In my thirteenth life, I am born as the bastard son to an ambitious man named Rodrigo Borgia. He serves the 'holy mother church' as a cardinal in the vatican. I am raised to fulfil expectations, raised to play the game they all play here. I do not see much of this God they all pomised to devote their lives to, but I never question anything out loud. I function, they raise me to be a cardinal, but for the first time in my life I'd rather be the warrior than the believer.

Ambitious and cunning though my father may be, he is a loving head of family, and he keeps my mother and his two bastard sons around despite the openly shown disapproval of all the other cardinals. A few years later, my mother gives birth to another child, a girl this time.

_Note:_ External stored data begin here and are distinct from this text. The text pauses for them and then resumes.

// SPDX-License-Identifier: Apache-2.0

//! Row decoders shared by the listing and window queries. Column order is
//! fixed by the SELECT lists in the callers.

use baret_model::{
    AssessmentStatus, Audit, Department, EquipmentItem, EquipmentStatus, Incident,
    IncidentSeverity, IncidentStatus, ParseError, RiskAssessment, ScheduleStatus, TaskItem,
    Training,
};
use rusqlite::{types::Type, Error, Result, Row};

fn conversion_error(index: usize, err: ParseError) -> Error {
    Error::FromSqlConversionFailure(index, Type::Text, Box::new(err))
}

fn department_at(row: &Row<'_>, index: usize) -> Result<Option<Department>> {
    match row.get::<_, Option<String>>(index)? {
        Some(raw) => Department::parse(&raw)
            .map(Some)
            .map_err(|e| conversion_error(index, e)),
        None => Ok(None),
    }
}

pub(crate) fn incident_from_row(row: &Row<'_>) -> Result<Incident> {
    let severity_raw: String = row.get(5)?;
    let status_raw: String = row.get(6)?;
    Ok(Incident::new(
        row.get(0)?,
        row.get(1)?,
        row.get(2)?,
        department_at(row, 3)?,
        row.get(4)?,
        IncidentSeverity::parse(&severity_raw).map_err(|e| conversion_error(5, e))?,
        IncidentStatus::parse(&status_raw).map_err(|e| conversion_error(6, e))?,
        row.get(7)?,
        row.get(8)?,
    ))
}

pub(crate) fn assessment_from_row(row: &Row<'_>) -> Result<RiskAssessment> {
    let status_raw: String = row.get(7)?;
    Ok(RiskAssessment::new(
        row.get(0)?,
        row.get(1)?,
        row.get(2)?,
        department_at(row, 3)?,
        row.get(4)?,
        row.get(5)?,
        row.get(6)?,
        AssessmentStatus::parse(&status_raw).map_err(|e| conversion_error(7, e))?,
        row.get(8)?,
        row.get(9)?,
    ))
}

pub(crate) fn audit_from_row(row: &Row<'_>) -> Result<Audit> {
    let status_raw: String = row.get(3)?;
    Ok(Audit::new(
        row.get(0)?,
        row.get(1)?,
        department_at(row, 2)?,
        ScheduleStatus::parse(&status_raw).map_err(|e| conversion_error(3, e))?,
        row.get(4)?,
        row.get(5)?,
    ))
}

pub(crate) fn training_from_row(row: &Row<'_>) -> Result<Training> {
    let status_raw: String = row.get(3)?;
    Ok(Training::new(
        row.get(0)?,
        row.get(1)?,
        department_at(row, 2)?,
        ScheduleStatus::parse(&status_raw).map_err(|e| conversion_error(3, e))?,
        row.get(4)?,
        row.get(5)?,
    ))
}

pub(crate) fn equipment_from_row(row: &Row<'_>) -> Result<EquipmentItem> {
    let status_raw: String = row.get(3)?;
    Ok(EquipmentItem::new(
        row.get(0)?,
        row.get(1)?,
        department_at(row, 2)?,
        EquipmentStatus::parse(&status_raw).map_err(|e| conversion_error(3, e))?,
        row.get(4)?,
        row.get(5)?,
    ))
}

pub(crate) fn task_from_row(row: &Row<'_>) -> Result<TaskItem> {
    let status_raw: String = row.get(2)?;
    Ok(TaskItem::new(
        row.get(0)?,
        row.get(1)?,
        ScheduleStatus::parse(&status_raw).map_err(|e| conversion_error(2, e))?,
        row.get(3)?,
        row.get(4)?,
    ))
}
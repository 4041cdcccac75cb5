// SPDX-License-Identifier: Apache-2.0

use crate::http::handlers::{api_error_response, status_for};
use crate::AppState;
use axum::body::Body;
use axum::extract::State;
use axum::http::Request;
use axum::middleware::Next;
use axum::response::Response;
use baret_api::ApiError;
use baret_model::Role;

/// Identity resolved from the bearer table, stored in request extensions
/// for the role-gated handlers.
#[derive(Debug, Clone)]
pub struct AuthContext {
    pub user: String,
    pub role: Role,
}

/// `/v1/version` stays public so deploy tooling can probe the build
/// without credentials; the infra endpoints are outside `/v1` entirely.
fn requires_auth(path: &str) -> bool {
    path.starts_with("/v1/") && path != "/v1/version"
}

pub(crate) async fn auth_middleware(
    State(state): State<AppState>,
    mut request: Request<Body>,
    next: Next,
) -> Response {
    if !state.api.require_auth || !requires_auth(request.uri().path()) {
        return next.run(request).await;
    }

    let presented = request
        .headers()
        .get("authorization")
        .and_then(|value| value.to_str().ok())
        .and_then(|value| value.strip_prefix("Bearer "))
        .map(str::trim);

    let resolved = presented.and_then(|token| state.api.resolve_token(token));
    match resolved {
        Some(entry) => {
            let context = AuthContext {
                user: entry.user.clone(),
                role: entry.role,
            };
            request.extensions_mut().insert(context);
            next.run(request).await
        }
        None => {
            let err = ApiError::unauthenticated();
            api_error_response(status_for(err.code), err)
        }
    }
}

#[cfg(test)]
mod tests {
    use super::*;

    #[test]
    fn version_and_infra_paths_skip_the_token_check() {
        assert!(!requires_auth("/healthz"));
        assert!(!requires_auth("/readyz"));
        assert!(!requires_auth("/metrics"));
        assert!(!requires_auth("/v1/version"));
        assert!(requires_auth("/v1/dashboard/summary"));
        assert!(requires_auth("/v1/export/risk-assessments.pdf"));
    }
}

When I look at my sister for the first time I see blonde locks and blue eyes with a tinge of green. She looks up at me and smiles, and my heart stops. With nine years I am merely a child, yet I know who this is- once again, Achilles has come to me, and once again, he is painfully far out of my reach.

Lucrezia, they name my little sister, and she and I grow up sheltered amidst a loving and warm family in a beautiful palaggio.

Lucrezia and I are close right from the beginning, and I often remember how as a child my mother allowed me to hold my sister for the first time, and I vowed to protect her at all costs; that nothing would ever come between us.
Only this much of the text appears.